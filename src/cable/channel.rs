//! Cable channels
//!
//! A channel is created per subscribe command by the factory registered for
//! the identifier's `channel` name, after every identifier checker has
//! accepted the identifier. The video channel subscribes to a broker topic
//! and forwards its frames to the client as base64 JPEG strings.

use std::collections::HashMap;
use std::fmt;
use std::sync::Arc;

use async_trait::async_trait;
use futures::future::BoxFuture;
use serde_json::Value;
use tokio::sync::mpsc;
use tokio_util::sync::CancellationToken;

use super::protocol::{Identifier, ServerMessage};
use crate::broker::Broker;
use crate::error::{Error, Result};

/// Channel name of video stream subscriptions
pub const VIDEO_STREAMS_CHANNEL: &str = "Video::StreamsChannel";

/// Future streaming one subscription's data until it is cancelled
pub type StreamTask = BoxFuture<'static, Result<()>>;

/// A client's subscription to a channel
#[derive(Debug, Clone)]
pub struct CableSubscription {
    identifier: Arc<str>,
    outbound: mpsc::Sender<ServerMessage>,
    token: CancellationToken,
}

impl CableSubscription {
    pub(crate) fn new(
        identifier: &str,
        outbound: mpsc::Sender<ServerMessage>,
        token: CancellationToken,
    ) -> Self {
        Self {
            identifier: Arc::from(identifier),
            outbound,
            token,
        }
    }

    pub fn identifier(&self) -> &str {
        &self.identifier
    }

    /// Queue channel data for the client.
    ///
    /// Waits while the connection's outbound queue is full. Fails once the
    /// subscription is cancelled or the connection is gone.
    pub async fn send(&self, message: Value) -> Result<()> {
        let envelope = ServerMessage::message(self.identifier.as_ref(), message);
        tokio::select! {
            _ = self.token.cancelled() => Err(Error::BrokerClosed),
            sent = self.outbound.send(envelope) => sent.map_err(|_| Error::BrokerClosed),
        }
    }

    /// Completes when the client unsubscribes or the connection closes
    pub async fn cancelled(&self) {
        self.token.cancelled().await
    }

    pub fn is_cancelled(&self) -> bool {
        self.token.is_cancelled()
    }
}

/// Server side of a channel subscription
#[async_trait]
pub trait Channel: Send + Sync + 'static {
    /// Accept the subscription and return the task that streams to it.
    ///
    /// An error rejects the subscription.
    async fn subscribe(&self, subscription: CableSubscription) -> Result<StreamTask>;

    /// Handle an action sent by the client
    async fn perform(&self, data: &str) -> Result<()>;
}

/// Creates a channel from a raw subscription identifier
pub type ChannelFactory = Arc<dyn Fn(&str) -> Result<Arc<dyn Channel>> + Send + Sync>;

/// Accepts or rejects a raw subscription identifier
pub type IdentifierChecker = Arc<dyn Fn(&str) -> Result<()> + Send + Sync>;

/// Validates the CSRF token a client embedded in its identifier
pub trait TokenChecker: Send + Sync + 'static {
    fn check(&self, token: &str) -> Result<()>;
}

impl<F> TokenChecker for F
where
    F: Fn(&str) -> Result<()> + Send + Sync + 'static,
{
    fn check(&self, token: &str) -> Result<()> {
        self(token)
    }
}

/// Identifier checker requiring a `csrfToken` accepted by `checker`
pub fn csrf_checker(checker: Arc<dyn TokenChecker>) -> IdentifierChecker {
    Arc::new(move |raw: &str| {
        let identifier = Identifier::parse(raw)?;
        let token = identifier
            .csrf_token
            .ok_or_else(|| Error::Identifier("missing csrf token".into()))?;
        checker
            .check(&token)
            .map_err(|e| Error::Identifier(format!("csrf token check failed: {e}")))
    })
}

/// Channel factories keyed by channel name, plus checkers shared by all
#[derive(Clone, Default)]
pub struct ChannelRegistry {
    factories: HashMap<String, ChannelFactory>,
    checkers: Vec<IdentifierChecker>,
}

impl ChannelRegistry {
    pub fn new() -> Self {
        Self::default()
    }

    /// Register the factory for `channel`
    pub fn with_factory(mut self, channel: impl Into<String>, factory: ChannelFactory) -> Self {
        self.factories.insert(channel.into(), factory);
        self
    }

    /// Add a checker every identifier must pass
    pub fn with_checker(mut self, checker: IdentifierChecker) -> Self {
        self.checkers.push(checker);
        self
    }

    /// Create the channel for a raw identifier
    pub fn create(&self, raw: &str) -> Result<Arc<dyn Channel>> {
        let identifier = Identifier::parse(raw)?;
        let factory = self.factories.get(&identifier.channel).ok_or_else(|| {
            Error::Identifier(format!("unknown channel {}", identifier.channel))
        })?;
        for checker in &self.checkers {
            checker(raw)?;
        }
        factory(raw)
    }
}

impl fmt::Debug for ChannelRegistry {
    fn fmt(&self, f: &mut fmt::Formatter<'_>) -> fmt::Result {
        let mut channels: Vec<&String> = self.factories.keys().collect();
        channels.sort();
        f.debug_struct("ChannelRegistry")
            .field("channels", &channels)
            .field("checkers", &self.checkers.len())
            .finish()
    }
}

/// Channel streaming one broker topic as base64 JPEG frames
#[derive(Debug, Clone)]
pub struct VideoStreamChannel {
    identifier: String,
    stream: String,
    broker: Broker,
}

impl VideoStreamChannel {
    /// Create a channel for the topic named by the identifier's `name`
    pub fn new(identifier: &str, broker: Broker) -> Result<Self> {
        let stream = Identifier::parse(identifier)?
            .name
            .filter(|name| !name.is_empty())
            .ok_or_else(|| Error::Identifier("missing stream name".into()))?;
        Ok(Self {
            identifier: identifier.to_string(),
            stream,
            broker,
        })
    }

    /// The broker topic this channel streams
    pub fn stream(&self) -> &str {
        &self.stream
    }
}

#[async_trait]
impl Channel for VideoStreamChannel {
    async fn subscribe(&self, subscription: CableSubscription) -> Result<StreamTask> {
        if subscription.identifier() != self.identifier {
            return Err(Error::Identifier(format!(
                "channel identifier {} does not match subscription identifier {}",
                self.identifier,
                subscription.identifier()
            )));
        }

        let mut frames = self.broker.subscribe(self.stream.clone()).await?;
        let stream = self.stream.clone();
        Ok(Box::pin(async move {
            loop {
                let frame = tokio::select! {
                    _ = subscription.cancelled() => break,
                    frame = frames.recv() => frame,
                };
                let Some(frame) = frame else {
                    break;
                };
                let jpeg = match frame.as_jpeg_frame() {
                    Ok(jpeg) => jpeg,
                    Err(e) => {
                        tracing::error!(topic = %stream, error = %e, "Couldn't encode frame for cable");
                        break;
                    }
                };
                if subscription.send(Value::String(jpeg.to_base64())).await.is_err() {
                    break;
                }
            }
            Ok(())
        }))
    }

    async fn perform(&self, data: &str) -> Result<()> {
        let payload: Value = serde_json::from_str(data)?;
        self.broker.message(self.stream.clone(), Some(payload)).await
    }
}

/// Factory creating [`VideoStreamChannel`]s on `broker`
pub fn video_stream_channel_factory(broker: Broker) -> ChannelFactory {
    Arc::new(move |identifier: &str| {
        let channel: Arc<dyn Channel> = Arc::new(VideoStreamChannel::new(identifier, broker.clone())?);
        Ok(channel)
    })
}

#[cfg(test)]
mod tests {
    use std::time::Duration;

    use image::RgbImage;
    use serde_json::json;

    use super::*;
    use crate::broker::Context;
    use crate::frame::{ImageFrame, Metadata};

    fn video_identifier(name: &str) -> String {
        json!({"channel": VIDEO_STREAMS_CHANNEL, "name": name}).to_string()
    }

    fn gray_frame() -> ImageFrame {
        ImageFrame::new(RgbImage::from_pixel(4, 4, image::Rgb([90, 90, 90])), Metadata::new("test"))
            .with_quality(50)
    }

    #[test]
    fn test_video_channel_requires_name() {
        let broker = Broker::builder().build();
        let channel = VideoStreamChannel::new(&video_identifier("/a"), broker.clone()).unwrap();
        assert_eq!(channel.stream(), "/a");

        let missing = json!({"channel": VIDEO_STREAMS_CHANNEL}).to_string();
        assert!(matches!(
            VideoStreamChannel::new(&missing, broker),
            Err(Error::Identifier(_))
        ));
    }

    #[test]
    fn test_registry_unknown_channel() {
        let broker = Broker::builder().build();
        let registry = ChannelRegistry::new()
            .with_factory(VIDEO_STREAMS_CHANNEL, video_stream_channel_factory(broker));

        assert!(registry.create(&video_identifier("/a")).is_ok());
        let other = json!({"channel": "ChatChannel"}).to_string();
        assert!(matches!(registry.create(&other), Err(Error::Identifier(_))));
    }

    #[test]
    fn test_csrf_checker() {
        let checker = csrf_checker(Arc::new(|token: &str| -> Result<()> {
            if token == "good" {
                Ok(())
            } else {
                Err(Error::handler("token mismatch"))
            }
        }));

        let good = json!({"channel": "C", "csrfToken": "good"}).to_string();
        let bad = json!({"channel": "C", "csrfToken": "bad"}).to_string();
        let missing = json!({"channel": "C"}).to_string();
        assert!(checker(&good).is_ok());
        assert!(matches!(checker(&bad), Err(Error::Identifier(_))));
        assert!(matches!(checker(&missing), Err(Error::Identifier(_))));
    }

    #[test]
    fn test_registry_runs_checkers() {
        let broker = Broker::builder().build();
        let registry = ChannelRegistry::new()
            .with_factory(VIDEO_STREAMS_CHANNEL, video_stream_channel_factory(broker))
            .with_checker(Arc::new(|_: &str| -> Result<()> { Err(Error::handler("nope")) }));

        assert!(registry.create(&video_identifier("/a")).is_err());
    }

    #[tokio::test]
    async fn test_video_channel_streams_base64_jpeg() {
        let broker = Broker::builder()
            .on_pub("/gray", |ctx: Context| async move {
                let mut ticker = tokio::time::interval(Duration::from_millis(5));
                loop {
                    tokio::select! {
                        _ = ctx.cancelled() => return Ok(()),
                        _ = ticker.tick() => {
                            ctx.publish(gray_frame().into());
                        }
                    }
                }
            })
            .build();
        let shutdown = CancellationToken::new();
        let serving = broker.clone();
        let token = shutdown.clone();
        let server = tokio::spawn(async move { serving.serve(token).await });

        let identifier = video_identifier("/gray");
        let channel = VideoStreamChannel::new(&identifier, broker.clone()).unwrap();
        let (tx, mut rx) = mpsc::channel(4);
        let cancel = CancellationToken::new();
        let subscription = CableSubscription::new(&identifier, tx, cancel.clone());

        let task = tokio::spawn(channel.subscribe(subscription).await.unwrap());
        let message = tokio::time::timeout(Duration::from_secs(2), rx.recv())
            .await
            .unwrap()
            .unwrap();
        assert_eq!(message.identifier.as_deref(), Some(identifier.as_str()));
        let data = message.message.unwrap();
        assert!(data.as_str().unwrap().starts_with("/9j/"));

        cancel.cancel();
        task.await.unwrap().unwrap();

        shutdown.cancel();
        server.await.unwrap().unwrap();
    }

    #[tokio::test]
    async fn test_mismatched_identifier_rejected() {
        let broker = Broker::builder().build();
        let channel = VideoStreamChannel::new(&video_identifier("/a"), broker).unwrap();
        let (tx, _rx) = mpsc::channel(1);
        let subscription =
            CableSubscription::new(&video_identifier("/b"), tx, CancellationToken::new());
        assert!(channel.subscribe(subscription).await.is_err());
    }
}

__________

Problem details -> Go through the material and copy each line that contains "channels".

Result of this exercise ->
//! Cable channels
        let mut channels: Vec<&String> = self.factories.keys().collect();
        channels.sort();
            .field("channels", &channels)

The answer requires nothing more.